We have made a minor mistake in the for loop of our ExecuteWithRetry()
for attempt := 1; attempt <= t.MaxRetries+1; attempt++ {
attemptCtx, cancel := context.WithTimeout(ctx, attemptTimeout)
defer cancel() // ❌
...
}
What’s wrong?
defer cancel()
means “run cancel() when the current function exits”. But this lives inside a loop, so we are stacking cancel() calls, one for every attempt, but it won’t run until after all retries are done (after the whole function ends). So, the timeouts for earlier attempts aren't released when they’re no longer needed. As a result, we may have context leaks, memory build-up, maybe zombie goroutines if downstream uses that context.
So we will cancel as soon as possible.
attemptCtx, cancel := context.WithTimeout(ctx, attemptTimeout)
err := t.Job.Execute(attemptCtx)
cancel()
This cancels the child context right after the attempt ends, regardless of success or failure.
Right now, our workers are zombies. They do not care if the OS sends a SIGINT
(Ctrl+C), or if the app is shutting down. Jobs might be halfway done or still in queue. So in our main.go, we will listen for OS signals (SIGINT
, SIGTERM
) and cancel the context to stop all workers. This will make our graceful shutdown complete.
ctx, cancel := context.WithCancel(context.Background())

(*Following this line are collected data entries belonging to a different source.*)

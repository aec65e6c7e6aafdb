use crossterm::event::{KeyCode, KeyEvent, KeyModifiers};

use crate::dialog::{Dialog, MenuItem};
use crate::editor::Editor;
use crate::mode::Mode;

impl Editor {
    pub fn handle_key(&mut self, key: KeyEvent) {
        if self.dialog.is_some() {
            self.handle_dialog_key(key);
            return;
        }
        if self.handle_shortcut(key) {
            return;
        }
        match self.mode {
            Mode::Tree => self.handle_tree_view_key(key.code),
            Mode::Insert => {
                self.handle_insert_mode_key(key);
                self.highlight_syntax();
            }
        }
    }

    fn handle_shortcut(&mut self, key: KeyEvent) -> bool {
        match key.code {
            KeyCode::F(10) => {
                self.open_menu();
                return true;
            }
            KeyCode::F(12) => {
                self.save_file_as();
                return true;
            }
            _ => {}
        }

        let KeyCode::Char(c) = key.code else {
            return false;
        };

        // Alt variants work on terminals that cannot report Ctrl+punctuation
        if key.modifiers.contains(KeyModifiers::ALT) {
            match c {
                '+' | '=' => self.increase_font_size(),
                '-' | '_' => self.decrease_font_size(),
                _ => return false,
            }
            return true;
        }
        if !key.modifiers.contains(KeyModifiers::CONTROL) {
            return false;
        }

        match c.to_ascii_lowercase() {
            'o' => self.open_file(),
            's' => self.save_file(),
            'w' => self.save_file_as(),
            'q' => self.should_exit = true,
            'z' => self.undo(),
            'y' => self.redo(),
            'c' => self.copy(),
            'x' => self.cut(),
            'v' => self.paste(),
            'a' => self.buffer.select_all(),
            'k' => self.delete_line(),
            'f' => self.find_text(),
            'r' => self.replace_text(),
            '+' | '=' => self.increase_font_size(),
            // legacy terminals send Ctrl+- as 0x1F, which decodes as Ctrl+7
            '-' | '_' | '7' => self.decrease_font_size(),
            _ => return false,
        }
        self.highlight_syntax();
        true
    }

    fn handle_insert_mode_key(&mut self, key: KeyEvent) {
        let extend = key.modifiers.contains(KeyModifiers::SHIFT);
        let ctrl = key.modifiers.contains(KeyModifiers::CONTROL);
        let buffer = &mut self.buffer;

        match key.code {
            KeyCode::Esc => {
                buffer.clear_selection();
                self.mode = Mode::Tree;
            }
            KeyCode::Left => buffer.move_left(extend),
            KeyCode::Right => buffer.move_right(extend),
            KeyCode::Up => buffer.move_up(extend),
            KeyCode::Down => buffer.move_down(extend),
            KeyCode::Home if ctrl => buffer.move_buffer_start(extend),
            KeyCode::End if ctrl => buffer.move_buffer_end(extend),
            KeyCode::Home => buffer.move_line_start(extend),
            KeyCode::End => buffer.move_line_end(extend),
            KeyCode::Enter => {
                buffer.newline();
                self.text_changed();
            }
            KeyCode::Tab => {
                buffer.insert_str("    ");
                self.text_changed();
            }
            KeyCode::Backspace => {
                buffer.backspace();
                self.text_changed();
            }
            KeyCode::Delete => {
                buffer.delete_forward();
                self.text_changed();
            }
            KeyCode::Char(c) if !ctrl && !key.modifiers.contains(KeyModifiers::ALT) => {
                buffer.insert_char(c);
                self.text_changed();
            }
            _ => {}
        }
    }

    pub fn handle_tree_view_key(&mut self, key_code: KeyCode) {
        match key_code {
            KeyCode::Char('j') | KeyCode::Down => self.tree_move(true),
            KeyCode::Char('k') | KeyCode::Up => self.tree_move(false),
            KeyCode::Char('l') | KeyCode::Right => self.tree_expand(),
            KeyCode::Char('h') | KeyCode::Left => self.tree_collapse(),
            KeyCode::Enter => self.tree_activate(),
            KeyCode::Tab | KeyCode::Esc => self.mode = Mode::Insert,
            _ => {}
        }
    }

    fn handle_dialog_key(&mut self, key: KeyEvent) {
        let Some(dialog) = self.dialog.take() else {
            return;
        };
        match dialog {
            Dialog::Message(_) => {}
            Dialog::Menu { selected } => match key.code {
                KeyCode::Up => {
                    self.dialog = Some(Dialog::Menu { selected: selected.saturating_sub(1) });
                }
                KeyCode::Down => {
                    let last = MenuItem::ALL.len() - 1;
                    self.dialog = Some(Dialog::Menu { selected: (selected + 1).min(last) });
                }
                KeyCode::Enter => {
                    if let Some(&item) = MenuItem::ALL.get(selected) {
                        self.activate_menu_item(item);
                    }
                }
                KeyCode::Esc | KeyCode::F(10) => {}
                _ => self.dialog = Some(Dialog::Menu { selected }),
            },
            Dialog::Prompt(mut prompt) => match key.code {
                KeyCode::Enter => {
                    self.submit_prompt(prompt);
                    self.highlight_syntax();
                }
                KeyCode::Esc => {}
                KeyCode::Backspace => {
                    prompt.input.pop();
                    self.dialog = Some(Dialog::Prompt(prompt));
                }
                KeyCode::Char(c) if !key.modifiers.contains(KeyModifiers::CONTROL) => {
                    prompt.input.push(c);
                    self.dialog = Some(Dialog::Prompt(prompt));
                }
                _ => self.dialog = Some(Dialog::Prompt(prompt)),
            },
        }
    }
}

#[cfg(test)]
mod tests {
    use super::*;
    use crate::clipboard::Clipboard;
    use crate::config::Config;
    use crate::dialog::PromptKind;
    use crossterm::event::KeyEvent;
    use std::fs;
    use tempfile::tempdir;

    fn key(code: KeyCode) -> KeyEvent {
        KeyEvent::new(code, KeyModifiers::NONE)
    }

    fn ctrl(c: char) -> KeyEvent {
        KeyEvent::new(KeyCode::Char(c), KeyModifiers::CONTROL)
    }

    fn type_text(editor: &mut Editor, text: &str) {
        for c in text.chars() {
            let code = if c == '\n' { KeyCode::Enter } else { KeyCode::Char(c) };
            editor.handle_key(key(code));
        }
    }

    fn editor_in(root: &std::path::Path) -> Editor {
        let config = Config { root: Some(root.to_path_buf()), ..Config::default() };
        let mut editor = Editor::new(&config, Clipboard::in_memory()).unwrap();
        editor.mode = Mode::Insert;
        editor
    }

    #[test]
    fn typing_rehighlights_after_every_key() {
        let dir = tempdir().unwrap();
        let mut editor = editor_in(dir.path());
        type_text(&mut editor, "# comment\nx = 1");
        assert_eq!(editor.buffer.text(), "# comment\nx = 1");
        assert!(!editor.highlighter.spans().is_empty());
    }

    #[test]
    fn ctrl_s_on_unsaved_buffer_opens_save_as() {
        let dir = tempdir().unwrap();
        let mut editor = editor_in(dir.path());
        type_text(&mut editor, "new");
        editor.handle_key(ctrl('s'));
        assert!(matches!(
            &editor.dialog,
            Some(Dialog::Prompt(p)) if p.kind == PromptKind::SaveAs
        ));
    }

    #[test]
    fn save_as_prompt_writes_the_file() {
        let dir = tempdir().unwrap();
        let target = dir.path().join("out.txt");
        let mut editor = editor_in(dir.path());
        type_text(&mut editor, "body");

        editor.handle_key(KeyEvent::new(KeyCode::F(12), KeyModifiers::NONE));
        if let Some(Dialog::Prompt(prompt)) = editor.dialog.as_mut() {
            prompt.input = target.display().to_string();
        }
        editor.handle_key(key(KeyCode::Enter));

        assert_eq!(fs::read_to_string(&target).unwrap(), "body");
        assert_eq!(editor.buffer.filename.as_deref(), Some(target.as_path()));
        assert!(!editor.buffer.modified);

        // the "saved" message swallows the next key
        editor.handle_key(key(KeyCode::Char('z')));
        assert!(editor.dialog.is_none());
        assert_eq!(editor.buffer.text(), "body");
    }

    #[test]
    fn undo_redo_shortcuts() {
        let dir = tempdir().unwrap();
        let mut editor = editor_in(dir.path());
        type_text(&mut editor, "abc");
        editor.handle_key(ctrl('z'));
        assert_eq!(editor.buffer.text(), "");
        editor.handle_key(ctrl('z'));
        assert_eq!(editor.buffer.text(), "");
        editor.handle_key(ctrl('y'));
        assert_eq!(editor.buffer.text(), "abc");
    }

    #[test]
    fn find_prompt_marks_matches_until_next_edit() {
        let dir = tempdir().unwrap();
        let mut editor = editor_in(dir.path());
        type_text(&mut editor, "ab ab");
        editor.handle_key(ctrl('f'));
        type_text(&mut editor, "ab");
        editor.handle_key(key(KeyCode::Enter));
        assert_eq!(editor.search_matches, vec![0..2, 3..5]);

        type_text(&mut editor, "!");
        assert!(editor.search_matches.is_empty());
    }

    #[test]
    fn select_all_then_cut_empties_buffer() {
        let dir = tempdir().unwrap();
        let mut editor = editor_in(dir.path());
        type_text(&mut editor, "one\ntwo");
        editor.handle_key(ctrl('a'));
        editor.handle_key(ctrl('x'));
        assert_eq!(editor.buffer.text(), "");
        editor.handle_key(ctrl('v'));
        assert_eq!(editor.buffer.text(), "one\ntwo");
    }

    #[test]
    fn font_size_keys_with_and_without_keyboard_enhancement() {
        let dir = tempdir().unwrap();
        let mut editor = editor_in(dir.path());
        let start = editor.font_size;

        editor.handle_key(ctrl('='));
        editor.handle_key(KeyEvent::new(KeyCode::Char('='), KeyModifiers::ALT));
        assert_eq!(editor.font_size, start + 2);

        editor.handle_key(ctrl('7'));
        editor.handle_key(ctrl('-'));
        editor.handle_key(KeyEvent::new(KeyCode::Char('-'), KeyModifiers::ALT));
        assert_eq!(editor.font_size, start - 1);
        assert_eq!(editor.buffer.text(), "");
    }

    #[test]
    fn escape_cancels_prompt() {
        let dir = tempdir().unwrap();
        let mut editor = editor_in(dir.path());
        editor.handle_key(ctrl('o'));
        assert!(editor.dialog.is_some());
        editor.handle_key(key(KeyCode::Esc));
        assert!(editor.dialog.is_none());
        assert_eq!(editor.mode, Mode::Insert);
    }

    #[test]
    fn menu_quit_sets_exit_flag() {
        let dir = tempdir().unwrap();
        let mut editor = editor_in(dir.path());
        editor.handle_key(KeyEvent::new(KeyCode::F(10), KeyModifiers::NONE));
        for _ in 0..10 {
            editor.handle_key(key(KeyCode::Down));
        }
        editor.handle_key(key(KeyCode::Enter));
        assert!(editor.should_exit);
    }

    #[test]
    fn tree_keys_expand_and_collapse() {
        let dir = tempdir().unwrap();
        fs::create_dir(dir.path().join("pkg")).unwrap();
        fs::write(dir.path().join("pkg").join("mod.py"), "").unwrap();
        let mut editor = editor_in(dir.path());
        editor.mode = Mode::Tree;

        editor.handle_key(key(KeyCode::Down));
        editor.handle_key(key(KeyCode::Right));
        assert_eq!(editor.tree_rows.len(), 3);
        editor.handle_key(key(KeyCode::Left));
        assert_eq!(editor.tree_rows.len(), 2);
        editor.handle_key(key(KeyCode::Tab));
        assert_eq!(editor.mode, Mode::Insert);
    }
}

sigChan := make(chan os.Signal, 1)
signal.Notify(sigChan, os.Interrupt, syscall.SIGTERM)
go func() {
sig := <-sigChan
fmt.Printf("\nReceived signal: %s. Shutting down gracefully...\n", sig)
cancel() // Broadcast shutdown to all workers
}()
We can add this code to our main. A channel called sigChan receives signals from OS and on receiving that, our go routine in background, broadcasts shutdown to all workers. Let’s test it, by pressing ctrl+C, while a job is being executed.

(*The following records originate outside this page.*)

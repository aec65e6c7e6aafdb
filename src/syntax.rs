use std::ops::Range;

use regex::Regex;

/// Lexical categories, listed in the order they are applied. When two
/// categories match the same text, the later one wins.
#[derive(Debug, Clone, Copy, PartialEq, Eq, Hash)]
pub enum SyntaxStyle {
    Keyword,
    String,
    Comment,
    Number,
    Operator,
    Bracket,
}

impl SyntaxStyle {
    pub const ALL: [SyntaxStyle; 6] = [
        SyntaxStyle::Keyword,
        SyntaxStyle::String,
        SyntaxStyle::Comment,
        SyntaxStyle::Number,
        SyntaxStyle::Operator,
        SyntaxStyle::Bracket,
    ];

    fn pattern(self) -> &'static str {
        match self {
            SyntaxStyle::Keyword => {
                r"\b(import|from|class|def|return|if|else|elif|while|for|in|try|except|with|as|pass|break|continue|lambda|yield|global|nonlocal|assert|async|await|True|False|None)\b"
            }
            SyntaxStyle::String => r#"(".*?"|'.*?')"#,
            SyntaxStyle::Comment => r"#.*",
            SyntaxStyle::Number => r"\b\d+\.?\d*\b",
            SyntaxStyle::Operator => r"[-+/*%=<>!&|^~]",
            SyntaxStyle::Bracket => r"[\[\]{}()]",
        }
    }
}

#[derive(Debug, Clone, PartialEq, Eq)]
pub struct HighlightSpan {
    pub style: SyntaxStyle,
    pub range: Range<usize>,
}

pub struct Highlighter {
    patterns: Vec<(SyntaxStyle, Regex)>,
    spans: Vec<HighlightSpan>,
}

impl Highlighter {
    pub fn new() -> Result<Self, regex::Error> {
        let patterns = SyntaxStyle::ALL
            .iter()
            .map(|&style| Regex::new(style.pattern()).map(|re| (style, re)))
            .collect::<Result<Vec<_>, _>>()?;
        Ok(Self { patterns, spans: Vec::new() })
    }

    pub fn refresh(&mut self, text: &str) -> &[HighlightSpan] {
        self.spans.clear();
        for (style, re) in &self.patterns {
            self.spans.extend(re.find_iter(text).map(|m| HighlightSpan {
                style: *style,
                range: m.range(),
            }));
        }
        &self.spans
    }

    pub fn spans(&self) -> &[HighlightSpan] {
        &self.spans
    }

    /// Resolves the spans into one entry per byte of a `len`-byte text,
    /// applying them in order so later categories overwrite earlier ones.
    pub fn paint(&self, len: usize) -> Vec<Option<SyntaxStyle>> {
        let mut painted = vec![None; len];
        for span in &self.spans {
            let end = span.range.end.min(len);
            let start = span.range.start.min(end);
            painted[start..end].fill(Some(span.style));
        }
        painted
    }
}
impl Editor {
    pub fn new(config: &Config, clipboard: Clipboard) -> Result<Self> {
        let root_path = config.root_dir();
        let mut editor = Editor {
            buffer: Buffer::new(config.max_undo),
            tree: FileTree::new(),
            tree_rows: Vec::new(),
            highlighter: Highlighter::new()?,
            clipboard,
            mode: Mode::Tree,
            dialog: None,
            search_matches: Vec::new(),
            font_size: config.font_size.max(1),
            root_path,
            title: APP_NAME.to_string(),
            tree_width: 30,
            tree_scroll_pos: 0,
            selected_item_index: 0,
            scroll_offset_col: 0,
            should_exit: false,
            style: UiStyle::new(),
        };
        editor.populate_tree();
        if let Some(file) = &config.file {
            editor.load_file(file);
        }
        Ok(editor)
    }

    pub async fn run(&mut self, terminal: &mut Terminal<CrosstermBackend<io::Stdout>>) -> Result<()> {
        let mut event_stream = EventStream::new();
        let mut shown_title = String::new();

        loop {
            if self.should_exit {
                return Ok(());
            }
            if self.title != shown_title {
                execute!(terminal.backend_mut(), SetTitle(&self.title))?;
                shown_title = self.title.clone();
            }

            self.update_scroll_offsets(terminal.size()?);
            terminal.draw(|f| self.ui(f))?;

            match event_stream.next().await {
                Some(Ok(Event::Key(key))) if key.kind == KeyEventKind::Press => self.handle_key(key),
                Some(Ok(_)) => {}
                Some(Err(err)) => return Err(err.into()),
                None => return Ok(()),
            }
        }
    }

    // ---- file tree ----

    pub fn populate_tree(&mut self) {
        self.tree.initialize(&self.root_path);
        self.selected_item_index = 0;
        self.tree_scroll_pos = 0;
        self.refresh_tree_rows();
    }

    pub fn refresh_tree_rows(&mut self) {
        self.tree_rows = self.tree.visible_rows();
        self.selected_item_index = self
            .selected_item_index
            .min(self.tree_rows.len().saturating_sub(1));
    }

    fn selected_address(&self) -> Option<Vec<usize>> {
        self.tree_rows
            .get(self.selected_item_index)
            .map(|row| row.address.clone())
    }

    pub fn tree_move(&mut self, down: bool) {
        self.selected_item_index = if down {
            (self.selected_item_index + 1).min(self.tree_rows.len().saturating_sub(1))
        } else {
            self.selected_item_index.saturating_sub(1)
        };
    }

    pub fn tree_expand(&mut self) {
        if let Some(address) = self.selected_address() {
            if self.tree.expand(&address) {
                self.refresh_tree_rows();
            }
        }
    }

    pub fn tree_collapse(&mut self) {
        if let Some(address) = self.selected_address() {
            self.tree.collapse(&address);
            self.refresh_tree_rows();
        }
    }

    /// Enter on a tree row: toggles a directory, loads a file.
    pub fn tree_activate(&mut self) {
        let Some(row) = self.tree_rows.get(self.selected_item_index).cloned() else {
            return;
        };
        if row.is_directory {
            if row.expanded {
                self.tree_collapse();
            } else {
                self.tree_expand();
            }
            return;
        }
        let Some(path) = self.tree.select(&row.address).map(Path::to_path_buf) else {
            return;
        };
        if self.load_file(&path) {
            self.mode = Mode::Insert;
        }
    }

    fn reveal_in_tree(&mut self, path: &Path) {
        let path = std::path::absolute(path).unwrap_or_else(|_| path.to_path_buf());
        let Some(address) = self.tree.locate(&path) else {
            return;
        };
        if let Some(index) = self.tree_rows.iter().position(|row| row.address == address) {
            self.selected_item_index = index;
        }
    }

    // ---- files ----

    /// Makes `path` the active buffer. On failure the user sees an error and
    /// the current buffer stays as it was.
    pub fn load_file(&mut self, path: &Path) -> bool {
        match self.buffer.load_file(path) {
            Ok(()) => {
                info!(path = %path.display(), "opened file");
                self.search_matches.clear();
                self.scroll_offset_col = 0;
                self.title = format!("{APP_NAME} - {}", path.display());
                self.highlight_syntax();
                self.reveal_in_tree(path);
                true
            }
            Err(err) => {
                let reason = format!("{err:#}");
                warn!(path = %path.display(), error = %reason, "open failed");
                self.show_message(MessageKind::Error, format!("Cannot open file: {reason}"));
                false
            }
        }
    }

    pub fn open_file(&mut self) {
        let start = format!("{}{}", self.root_path.display(), std::path::MAIN_SEPARATOR);
        self.dialog = Some(Dialog::Prompt(Prompt::new(PromptKind::Open, start)));
    }

    /// Writes to the buffer's file, or asks for one when it has none.
    pub fn save_file(&mut self) {
        match self.buffer.filename.clone() {
            Some(path) => {
                self.write_file(&path);
            }
            None => self.save_file_as(),
        }
    }

    pub fn save_file_as(&mut self) {
        let start = match &self.buffer.filename {
            Some(path) => path.display().to_string(),
            None => format!("{}{}", self.root_path.display(), std::path::MAIN_SEPARATOR),
        };
        self.dialog = Some(Dialog::Prompt(Prompt::new(PromptKind::SaveAs, start)));
    }

    pub fn write_file(&mut self, path: &Path) -> bool {
        match self.buffer.save_to(path) {
            Ok(()) => {
                info!(path = %path.display(), bytes = self.buffer.text().len(), "saved file");
                self.title = format!("{APP_NAME} - {}", path.display());
                self.show_message(MessageKind::Info, "File saved.");
                true
            }
            Err(err) => {
                let reason = format!("{err:#}");
                warn!(path = %path.display(), error = %reason, "save failed");
                self.show_message(MessageKind::Error, format!("Cannot save file: {reason}"));
                false
            }
        }
    }

    // ---- editing ----

    pub fn highlight_syntax(&mut self) {
        self.highlighter.refresh(self.buffer.text());
    }

    pub fn text_changed(&mut self) {
        self.search_matches.clear();
    }

    fn ignore(result: Result<(), EditError>, action: &str) {
        if let Err(err) = result {
            debug!(action, error = %err, "ignored");
        }
    }

    pub fn undo(&mut self) {
        let result = self.buffer.undo();
        if result.is_ok() {
            self.text_changed();
        }
        Self::ignore(result, "undo");
    }

    pub fn redo(&mut self) {
        let result = self.buffer.redo();
        if result.is_ok() {
            self.text_changed();
        }
        Self::ignore(result, "redo");
    }

    pub fn copy(&mut self) {
        let result = self.buffer.selected_text().map(|text| text.to_owned());
        Self::ignore(result.map(|text| self.clipboard.copy(&text)), "copy");
    }

    pub fn cut(&mut self) {
        let result = self.buffer.delete_selection().map(|text| {
            self.clipboard.copy(&text);
            self.text_changed();
        });
        Self::ignore(result, "cut");
    }

    pub fn paste(&mut self) {
        let result = self.clipboard.paste().map(|text| {
            self.buffer.insert_str(&text);
            self.text_changed();
            self.highlight_syntax();
        });
        Self::ignore(result, "paste");
    }

    pub fn delete_line(&mut self) {
        self.buffer.delete_line();
        self.text_changed();
    }

    pub fn find_text(&mut self) {
        self.dialog = Some(Dialog::Prompt(Prompt::new(PromptKind::Find, "")));
    }

    pub fn replace_text(&mut self) {
        self.dialog = Some(Dialog::Prompt(Prompt::new(PromptKind::ReplaceFind, "")));
    }

    pub fn find(&mut self, query: &str) {
        self.search_matches = self.buffer.find_all(query);
        debug!(query, matches = self.search_matches.len(), "find");
    }

    pub fn replace(&mut self, find: &str, with: &str) {
        let count = self.buffer.replace_all(find, with);
        self.text_changed();
        self.highlight_syntax();
        self.show_message(
            MessageKind::Info,
            format!("Replaced all occurrences of '{find}' with '{with}' ({count})."),
        );
    }

    pub fn increase_font_size(&mut self) {
        self.font_size = self.font_size.saturating_add(1);
    }

    pub fn decrease_font_size(&mut self) {
        if self.font_size > 1 {
            self.font_size -= 1;
        }
    }

    // ---- dialogs ----

    pub fn show_message(&mut self, kind: MessageKind, text: impl Into<String>) {
        self.dialog = Some(Dialog::Message(Message { kind, text: text.into() }));
    }

    pub fn open_menu(&mut self) {
        self.dialog = Some(Dialog::Menu { selected: 0 });
    }

    pub fn activate_menu_item(&mut self, item: MenuItem) {
        self.dialog = None;
        match item {
            MenuItem::Open => self.open_file(),
            MenuItem::Save => self.save_file(),
            MenuItem::SaveAs => self.save_file_as(),
            MenuItem::LargerFont => self.increase_font_size(),
            MenuItem::SmallerFont => self.decrease_font_size(),
            MenuItem::Quit => self.should_exit = true,
        }
    }

    /// Empty input cancels.
    pub fn submit_prompt(&mut self, prompt: Prompt) {
        self.dialog = None;
        let input = prompt.input;
        match prompt.kind {
            PromptKind::Open => {
                if !input.is_empty() {
                    self.load_file(Path::new(&input));
                }
            }
            PromptKind::SaveAs => {
                if !input.is_empty() {
                    self.write_file(&with_default_extension(&input));
                }
            }
            PromptKind::Find => {
                if !input.is_empty() {
                    self.find(&input);
                }
            }
            PromptKind::ReplaceFind => {
                if !input.is_empty() {
                    self.dialog = Some(Dialog::Prompt(Prompt::new(
                        PromptKind::ReplaceWith { find: input },
                        "",
                    )));
                }
            }
            PromptKind::ReplaceWith { find } => self.replace(&find, &input),
        }
    }

    // ---- viewport ----

    fn update_scroll_offsets(&mut self, term_size: Rect) {
        let panes = self.layout(term_size);
        let text_area = panes.text;

        let tree_height = panes.tree.height.saturating_sub(1) as usize;
        if self.selected_item_index < self.tree_scroll_pos {
            self.tree_scroll_pos = self.selected_item_index;
        }
        if tree_height > 0 && self.selected_item_index >= self.tree_scroll_pos + tree_height {
            self.tree_scroll_pos = self.selected_item_index + 1 - tree_height;
        }

        let (row, col) = self.buffer.cursor_position();
        let gutter = self.gutter_width();
        let content_width = text_area.width.saturating_sub(gutter) as usize;
        let pre_cursor_width = self
            .buffer
            .lines()
            .nth(row)
            .map(|(_, line)| {
                let pre_cursor_text: String = line.graphemes(true).take(col).collect();
                UnicodeWidthStr::width(pre_cursor_text.as_str())
            })
            .unwrap_or(0);
        if pre_cursor_width < self.scroll_offset_col {
            self.scroll_offset_col = pre_cursor_width;
        }
        if content_width > 0 && pre_cursor_width >= self.scroll_offset_col + content_width {
            self.scroll_offset_col = pre_cursor_width + 1 - content_width;
        }

        let editor_height = text_area.height as usize;
        if row < self.buffer.top_row {
            self.buffer.top_row = row;
        }
        if editor_height > 0 && row >= self.buffer.top_row + editor_height {
            self.buffer.top_row = row + 1 - editor_height;
        }
    }

    pub fn gutter_width(&self) -> u16 {
        (self.buffer.line_count().to_string().len() + 2) as u16
    }

    pub fn mode_str(&self) -> &str {
        match self.mode {
            Mode::Tree => "TREE",
            Mode::Insert => "EDIT",
        }
    }
}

So, it works, the context gets cancelled, get broadcasted to all workers, and we see a graceful shutdown.
Let us now define a struct called SubmitOptions
, to cleanly separate job configuration from job execution logic. This allows us to customize every single job.

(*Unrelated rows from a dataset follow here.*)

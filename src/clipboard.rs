use tracing::debug;

use crate::error::EditError;

/// System clipboard with an in-process register as fallback.
pub struct Clipboard {
    system: Option<arboard::Clipboard>,
    register: Option<String>,
}

impl Clipboard {
    pub fn new() -> Self {
        let system = match arboard::Clipboard::new() {
            Ok(clipboard) => Some(clipboard),
            Err(err) => {
                debug!(error = %err, "system clipboard unavailable, using internal register");
                None
            }
        };
        Self { system, register: None }
    }

    pub fn in_memory() -> Self {
        Self { system: None, register: None }
    }

    pub fn copy(&mut self, text: &str) {
        if let Some(system) = self.system.as_mut() {
            if let Err(err) = system.set_text(text.to_owned()) {
                debug!(error = %err, "failed to set system clipboard");
            }
        }
        self.register = Some(text.to_owned());
    }

    pub fn paste(&mut self) -> Result<String, EditError> {
        let from_system = self.system.as_mut().and_then(|system| system.get_text().ok());
        from_system
            .or_else(|| self.register.clone())
            .filter(|text| !text.is_empty())
            .ok_or(EditError::EmptyClipboard)
    }
}

impl Default for Clipboard {
    fn default() -> Self {
        Self::new()
    }
}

type SubmitOptions struct {
MaxRetries int
Timeout time.Duration
Metadata map[string]string
}
Now we can update our Submit() method to take MaxRetries
and Timeout
from here. Also let’s add Metadata
field to TrackedJobs
and send it through Submit
.
type TrackedJob struct {
...
Metadata map[string]string
...
}
func (q *JobQueue) Submit(job Job, opts SubmitOptions) {
q.wg.Add(1)
jobID := GenerateJobID()
func (q *JobQueue) Submit(job Job, opts SubmitOptions) {
q.wg.Add(1)
jobID := GenerateJobID()
tracked := &TrackedJob{
...
MaxRetries: opts.MaxRetries,
Timeout: opts.Timeout,
Metadata: opts.Metadata,
...
},
}
q.tracker.Register(jobID)
q.jobs <- tracked
}
Now we can pass SubmitOptions (max retries and timeout) from main.go itself. We’re doing this to cleanly separate config from behavior, unlock per-job flexibility, avoid future pain, and make the code actually readable and scalable.
q.Submit(&job.SleepyJob{Duration: 1 * time.Second}, job.SubmitOptions{
MaxRetries: 2,
Timeout: 4 * time.Second,
})
q.Submit(&job.SleepyJob{Duration: 6 * time.Second}, job.SubmitOptions{
MaxRetries: 0,
})
I think, it is the perfect time now for us to design a persistence layer
Let’s write out JobPersister
interface.
type JobPersister interface {
SaveJob(job *job.TrackedJob) error
UpdateStatus(jobID string, status job.JobStatus, retry int, err error) error
LoadPendingJobs() ([]*job.TrackedJob, error)
}
This forces any persister implementation to implement the methods for saving jobs to our store, updating job status and fetching pending jobs from the store. We will first write out a simple JSON persister to see how the persistence might work. Our core job queue system shouldn’t care how data is saved , only that it is saved. We will follow our JSON implementation with a SQLite persistence layer for ACID-compliant durability and fast querying/resuming.
With all that in our mind, let’s build the json_persister.go
.
Let’s start by writing the JSONPersister
struct, it will have a dir
field (where the json files will live) and a mutex for exclusive writes.
type JSONPersister struct {
dir string
mu sync.Mutex
}
We will write out a constructor like this.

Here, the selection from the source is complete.